AlterNet contributor Dana Larsen probably was smoking some spinach herself, when she wrote this hilarious analysis of Popeye’s drug-related symbolism:

During the 1920s and ’30s, the era when Popeye was created, “spinach” was a very common code word for marijuana. One classic example is “The Spinach Song,” recorded in 1938 by the popular jazz band Julia Lee and Her Boyfriends. Performed for years in clubs thick with cannabis smoke, along with other Julia Lee hits like “Sweet Marijuana,” the popular song used spinach as an obvious metaphor for pot.
What’s In Popeye’s Pipe?, Dana Larsen, AlterNet.
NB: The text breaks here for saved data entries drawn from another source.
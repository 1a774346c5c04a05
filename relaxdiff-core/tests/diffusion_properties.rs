//! Physical invariants of the explicit diffusion stepper.

use approx::assert_abs_diff_eq;
use ndarray::{Array2, ArrayD, IxDyn};
use proptest::prelude::*;
use relaxdiff_core::{DiffusionConfig, SimError, diffuse, diffuse_field};

fn field_strategy() -> impl Strategy<Value = Array2<f64>> {
    (1usize..10, 1usize..10).prop_flat_map(|(rows, cols)| {
        prop::collection::vec(0.0f64..1.0, rows * cols)
            .prop_map(move |v| Array2::from_shape_vec((rows, cols), v).unwrap())
    })
}

proptest! {
    #[test]
    fn zero_flux_boundaries_conserve_total(
        field in field_strategy(),
        coefficient in 0.01f64..1.0,
        dx in 0.5f64..2.0,
        total_time in 0.0f64..5.0,
    ) {
        let before = field.sum();
        let cfg = DiffusionConfig::new(coefficient, dx, total_time);
        let out = diffuse_field(field.view(), &cfg).unwrap();
        prop_assert!((out.field.sum() - before).abs() < 1e-9 * field.len().max(1) as f64);
    }

    #[test]
    fn stable_step_respects_maximum_principle(
        field in field_strategy(),
        coefficient in 0.01f64..1.0,
        total_time in 0.0f64..3.0,
    ) {
        let lo = field.iter().copied().fold(f64::INFINITY, f64::min);
        let hi = field.iter().copied().fold(f64::NEG_INFINITY, f64::max);
        let cfg = DiffusionConfig::new(coefficient, 1.0, total_time);
        let out = diffuse_field(field.view(), &cfg).unwrap();
        for &v in out.field.iter() {
            prop_assert!(v >= lo - 1e-12 && v <= hi + 1e-12);
        }
    }

    #[test]
    fn recorded_times_are_ascending_step_multiples(
        snapshots in prop::collection::vec(0.0f64..2.0, 1..6),
    ) {
        let cfg = DiffusionConfig::new(1.0, 1.0, 1.5).with_dt(0.1).with_snapshots(snapshots);
        let out = diffuse_field(Array2::<f64>::zeros((2, 2)).view(), &cfg).unwrap();
        for pair in out.time_points.windows(2) {
            prop_assert!(pair[0] < pair[1]);
        }
        for t in &out.time_points {
            let k = (t / out.dt).round();
            prop_assert!((t - k * out.dt).abs() < 1e-12);
            prop_assert!(k >= 1.0 && k as usize <= out.steps);
        }
    }
}

#[test]
fn long_run_relaxes_to_the_mean() {
    let mut field = Array2::<f64>::zeros((5, 5));
    field[[2, 2]] = 1.0;
    let out = diffuse_field(field.view(), &DiffusionConfig::new(1.0, 1.0, 200.0)).unwrap();
    for &v in out.field.iter() {
        assert_abs_diff_eq!(v, 1.0 / 25.0, epsilon = 1e-6);
    }
}

#[test]
fn step_count_is_ceiling_of_duration_over_dt() {
    let cfg = DiffusionConfig::new(0.1, 1.0, 1.0);
    let out = diffuse_field(Array2::<f64>::zeros((3, 3)).view(), &cfg).unwrap();
    // dt = 0.9 / 0.4 = 2.25, one step covers the whole run
    assert_abs_diff_eq!(out.dt, 2.25, epsilon = 1e-12);
    assert_eq!(out.steps, 1);
    assert_eq!(out.time_points, vec![out.dt]);
}

#[test]
fn rank_checks_on_dynamic_input() {
    let flat = ArrayD::<f64>::zeros(IxDyn(&[9]));
    assert!(matches!(
        diffuse(flat.view(), &DiffusionConfig::default()),
        Err(SimError::Shape(_))
    ));
    let volume = ArrayD::<f64>::zeros(IxDyn(&[3, 3, 3]));
    assert!(matches!(
        diffuse(volume.view(), &DiffusionConfig::default()),
        Err(SimError::Shape(_))
    ));
}
//! Adaptive Dormand–Prince 5(4) integrator for small fixed-size systems.
//!
//! The fifth-order solution is propagated; the embedded fourth-order solution
//! only feeds the local error estimate. The last stage is evaluated at the new
//! point, so it doubles as the first stage of the next step (FSAL).
//!
//! Output times are hit exactly by shortening the step that would cross them.

use std::array;

use thiserror::Error;
use tracing::trace;

// Nodes.
const C2: f64 = 1.0 / 5.0;
const C3: f64 = 3.0 / 10.0;
const C4: f64 = 4.0 / 5.0;
const C5: f64 = 8.0 / 9.0;

// Runge–Kutta matrix.
const A21: f64 = 1.0 / 5.0;
const A31: f64 = 3.0 / 40.0;
const A32: f64 = 9.0 / 40.0;
const A41: f64 = 44.0 / 45.0;
const A42: f64 = -56.0 / 15.0;
const A43: f64 = 32.0 / 9.0;
const A51: f64 = 19372.0 / 6561.0;
const A52: f64 = -25360.0 / 2187.0;
const A53: f64 = 64448.0 / 6561.0;
const A54: f64 = -212.0 / 729.0;
const A61: f64 = 9017.0 / 3168.0;
const A62: f64 = -355.0 / 33.0;
const A63: f64 = 46732.0 / 5247.0;
const A64: f64 = 49.0 / 176.0;
const A65: f64 = -5103.0 / 18656.0;

// Fifth-order weights (b2 = b7 = 0).
const B1: f64 = 35.0 / 384.0;
const B3: f64 = 500.0 / 1113.0;
const B4: f64 = 125.0 / 192.0;
const B5: f64 = -2187.0 / 6784.0;
const B6: f64 = 11.0 / 84.0;

// Difference between the fifth- and fourth-order weights.
const E1: f64 = -71.0 / 57600.0;
const E3: f64 = 71.0 / 16695.0;
const E4: f64 = -71.0 / 1920.0;
const E5: f64 = 17253.0 / 339200.0;
const E6: f64 = -22.0 / 525.0;
const E7: f64 = 1.0 / 40.0;

const SAFETY: f64 = 0.9;
const MIN_FACTOR: f64 = 0.2;
const MAX_FACTOR: f64 = 10.0;
// 1 / (order of the error estimator + 1)
const ERROR_EXPONENT: f64 = -1.0 / 5.0;

/// Right-hand side `dy/dt = f(t, y)` of an `N`-dimensional system.
pub trait OdeSystem<const N: usize> {
    fn rhs(&self, t: f64, y: &[f64; N]) -> [f64; N];
}

impl<F, const N: usize> OdeSystem<N> for F
where
    F: Fn(f64, &[f64; N]) -> [f64; N],
{
    fn rhs(&self, t: f64, y: &[f64; N]) -> [f64; N] {
        self(t, y)
    }
}

#[derive(Debug, Clone, PartialEq, Error)]
pub enum OdeError {
    #[error("invalid tolerance: {0}")]
    InvalidTolerance(String),

    #[error("time points must be strictly monotonic (violated at index {index})")]
    NonMonotonicTimes { index: usize },

    #[error("maximum number of steps ({max_steps}) exceeded at t = {t}")]
    StepBudgetExhausted { max_steps: usize, t: f64 },

    #[error("required step size {h:e} is less than spacing between numbers at t = {t}")]
    StepSizeUnderflow { t: f64, h: f64 },

    #[error("non-finite state or derivative at t = {t}")]
    NonFinite { t: f64 },
}

/// Step controller settings.
#[derive(Debug, Clone, Copy, PartialEq)]
#[cfg_attr(feature = "serde", derive(serde::Serialize, serde::Deserialize))]
#[cfg_attr(feature = "serde", serde(default))]
pub struct SolverOptions {
    pub rtol: f64,
    pub atol: f64,
    /// Budget of step attempts (accepted and rejected) for one solve.
    pub max_steps: usize,
    /// Upper bound on the step size. Unbounded by default; an unbounded value is
    /// left out when serialized.
    #[cfg_attr(feature = "serde", serde(skip_serializing_if = "is_unbounded"))]
    pub max_step: f64,
    /// Initial step size. Chosen automatically when `None`.
    pub first_step: Option<f64>,
}

impl Default for SolverOptions {
    fn default() -> Self {
        SolverOptions {
            rtol: 1e-6,
            atol: 1e-9,
            max_steps: 500_000,
            max_step: f64::INFINITY,
            first_step: None,
        }
    }
}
She also suggests that the burning bush in the bible, through which the big guy chats with Moses, symbolized the cannabis plant, and that Popeye’s famous phrase “I yam what I yam” is an echo of Moses’ “I am whatI am” statement to the burning shrubbery:

So in this context, the use of phrase, “I yam what I yam,” can be seen as a reference to Popeye’s use of the burning cannabis bush, which creates his higher awareness of the self-reflective nature of the Godhead.

Waiter! I’ll have whatever Dana is smoking.

One Response to “What’s In Popeye’s Pipe?”

  1. Dana Larsen Says:

    I am Dana Larsen, the author of the article you linked to about Popeye’s spinach being a metaphor for marijuana.

    I thought your readers might like to see this Popeye cover from October 1939, drawn by Joseph Musial. I only came across this cover recently, after I had written the original article posted on Alternet. The comic cover shows Popeye lounging among pillows in an Arabian sort of tent, smoking out of a hookah labelled “Spinach.”

    This cover illustration shows that, to at least some people involved in the early formation of the Popeye comics, the spinach/marijuana connection was obvious, and not something they were ashamed of, as King Comics put it prominently on the cover.